BEGIN Records shown

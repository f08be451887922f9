//! Concrete LLM provider implementations
//!
//! This module contains implementations of the LLMProvider trait for
//! various LLM services.

#[cfg(feature = "anthropic")]
pub mod anthropic;

#[cfg(feature = "ollama")]
pub mod ollama;

#[cfg(feature = "openai")]
pub mod openai;

#[cfg(feature = "anthropic")]
pub use anthropic::AnthropicProvider;

#[cfg(feature = "ollama")]
pub use ollama::{OllamaConfig, OllamaProvider};

#[cfg(feature = "openai")]
pub use openai::{OpenAIConfig, OpenAIProvider};

use crate::LLMError;

/// Map a non-success HTTP status onto the error taxonomy
#[allow(dead_code)]
pub(crate) fn status_error(status: reqwest::StatusCode, body: String, model: &str) -> LLMError {
    match status.as_u16() {
        401 | 403 => LLMError::AuthenticationFailed,
        429 => LLMError::RateLimitExceeded(body),
        400 => LLMError::InvalidRequest(body),
        404 => LLMError::ModelNotFound(model.to_string()),
        502..=504 => LLMError::Unavailable(format!("HTTP {status}: {body}")),
        _ => LLMError::RequestFailed(format!("HTTP {status}: {body}")),
    }
}

#[cfg(test)]
mod tests {
    use super::*;
    use reqwest::StatusCode;

    #[test]
    fn test_status_mapping() {
        assert!(matches!(
            status_error(StatusCode::UNAUTHORIZED, String::new(), "m"),
            LLMError::AuthenticationFailed
        ));
        assert!(matches!(
            status_error(StatusCode::NOT_FOUND, String::new(), "llama3"),
            LLMError::ModelNotFound(ref m) if m == "llama3"
        ));
        assert!(matches!(
            status_error(StatusCode::BAD_GATEWAY, "down".into(), "m"),
            LLMError::Unavailable(_)
        ));
        assert!(matches!(
            status_error(StatusCode::INTERNAL_SERVER_ERROR, "boom".into(), "m"),
            LLMError::RequestFailed(ref m) if m.contains("boom")
        ));
    }
}
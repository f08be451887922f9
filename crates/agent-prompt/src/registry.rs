//! Prompt template registry
//!
//! [`PromptRegistry`] is the Prompt Formatter seen by the rest of the system:
//! `render(template_id, vars) -> String`.

use crate::{PromptError, PromptTemplate, Result};
use std::collections::HashMap;
use std::sync::{Arc, RwLock};
use tracing::debug;

/// A thread-safe registry of prompt templates
///
/// Registering a template under an existing name replaces it, which is how
/// file overrides take precedence over built-in defaults.
pub struct PromptRegistry {
    templates: RwLock<HashMap<String, Arc<dyn PromptTemplate>>>,
}

impl PromptRegistry {
    /// Create a new empty registry
    pub fn new() -> Self {
        Self {
            templates: RwLock::new(HashMap::new()),
        }
    }

    /// Register a template, replacing any template with the same name
    pub fn register<T: PromptTemplate + 'static>(&self, template: T) {
        self.register_arc(Arc::new(template));
    }

    /// Register a template wrapped in Arc
    pub fn register_arc(&self, template: Arc<dyn PromptTemplate>) {
        if let Ok(mut templates) = self.templates.write() {
            let name = template.name().to_string();
            if templates.insert(name.clone(), template).is_some() {
                debug!(template = %name, "Replaced prompt template");
            }
        }
    }

    /// Register multiple templates at once
    pub fn register_all<T: PromptTemplate + 'static>(&self, templates: Vec<T>) {
        for template in templates {
            self.register(template);
        }
    }

    /// Get a template by name
    pub fn get(&self, name: &str) -> Option<Arc<dyn PromptTemplate>> {
        self.templates.read().ok()?.get(name).cloned()
    }

    /// Check if a template is registered
    pub fn contains(&self, name: &str) -> bool {
        self.templates
            .read()
            .map(|t| t.contains_key(name))
            .unwrap_or(false)
    }

    /// Render a registered template
    ///
    /// Fails with [`PromptError::TemplateNotRegistered`] for an unknown id and
    /// [`PromptError::MissingVariable`] when `vars` lacks a referenced name.
    pub fn render(&self, name: &str, vars: &serde_json::Value) -> Result<String> {
        let template = self
            .get(name)
            .ok_or_else(|| PromptError::TemplateNotRegistered(name.to_string()))?;
        template.render(vars)
    }

    /// Names of all registered templates, sorted
    pub fn list(&self) -> Vec<String> {
        let mut names: Vec<String> = self
            .templates
            .read()
            .map(|t| t.keys().cloned().collect())
            .unwrap_or_default();
        names.sort();
        names
    }

    /// Number of registered templates
    pub fn len(&self) -> usize {
        self.templates.read().map(|t| t.len()).unwrap_or(0)
    }

    /// Whether no template is registered
    pub fn is_empty(&self) -> bool {
        self.len() == 0
    }
}

impl Default for PromptRegistry {
    fn default() -> Self {
        Self::new()
    }
}

impl std::fmt::Debug for PromptRegistry {
    fn fmt(&self, f: &mut std::fmt::Formatter<'_>) -> std::fmt::Result {
        f.debug_struct("PromptRegistry")
            .field("templates", &self.list())
            .finish()
    }
}

#[cfg(test)]
mod tests {
    use super::*;
    use crate::JinjaTemplate;
    use serde_json::json;

    #[test]
    fn test_register_and_get() {
        let registry = PromptRegistry::new();
        registry.register(JinjaTemplate::new("test", "Hello").unwrap());

        assert!(registry.contains("test"));
        assert!(registry.get("test").is_some());
        assert!(registry.get("nonexistent").is_none());
    }

    #[test]
    fn test_render() {
        let registry = PromptRegistry::new();
        registry.register(JinjaTemplate::new("greeting", "Hello, {{ name }}!").unwrap());

        let result = registry.render("greeting", &json!({ "name": "World" })).unwrap();
        assert_eq!(result, "Hello, World!");
    }

    #[test]
    fn test_render_unregistered() {
        let registry = PromptRegistry::new();
        assert!(matches!(
            registry.render("nope", &json!({})),
            Err(PromptError::TemplateNotRegistered(ref n)) if n == "nope"
        ));
    }

    #[test]
    fn test_render_twice_is_identical() {
        let registry = PromptRegistry::new();
        registry.register(JinjaTemplate::new("goal", "Research {{ company }} ({{ n }})").unwrap());
        let vars = json!({ "company": "IBM", "n": 3 });

        assert_eq!(
            registry.render("goal", &vars).unwrap(),
            registry.render("goal", &vars).unwrap()
        );
    }

    #[test]
    fn test_register_replaces() {
        let registry = PromptRegistry::new();
        registry.register(JinjaTemplate::new("t", "old").unwrap());
        registry.register(JinjaTemplate::new("t", "new").unwrap());

        assert_eq!(registry.len(), 1);
        assert_eq!(registry.render("t", &json!({})).unwrap(), "new");
    }

    #[test]
    fn test_list_sorted() {
        let registry = PromptRegistry::new();
        registry.register_all(vec![
            JinjaTemplate::new("b", "").unwrap(),
            JinjaTemplate::new("a", "").unwrap(),
        ]);
        assert_eq!(registry.list(), vec!["a", "b"]);
        assert!(!registry.is_empty());
    }
}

END Records shown

Your goal: Each line above that contains "implementations" must be copied out.

Output for this task:
//! Concrete LLM provider implementations
//! This module contains implementations of the LLMProvider trait for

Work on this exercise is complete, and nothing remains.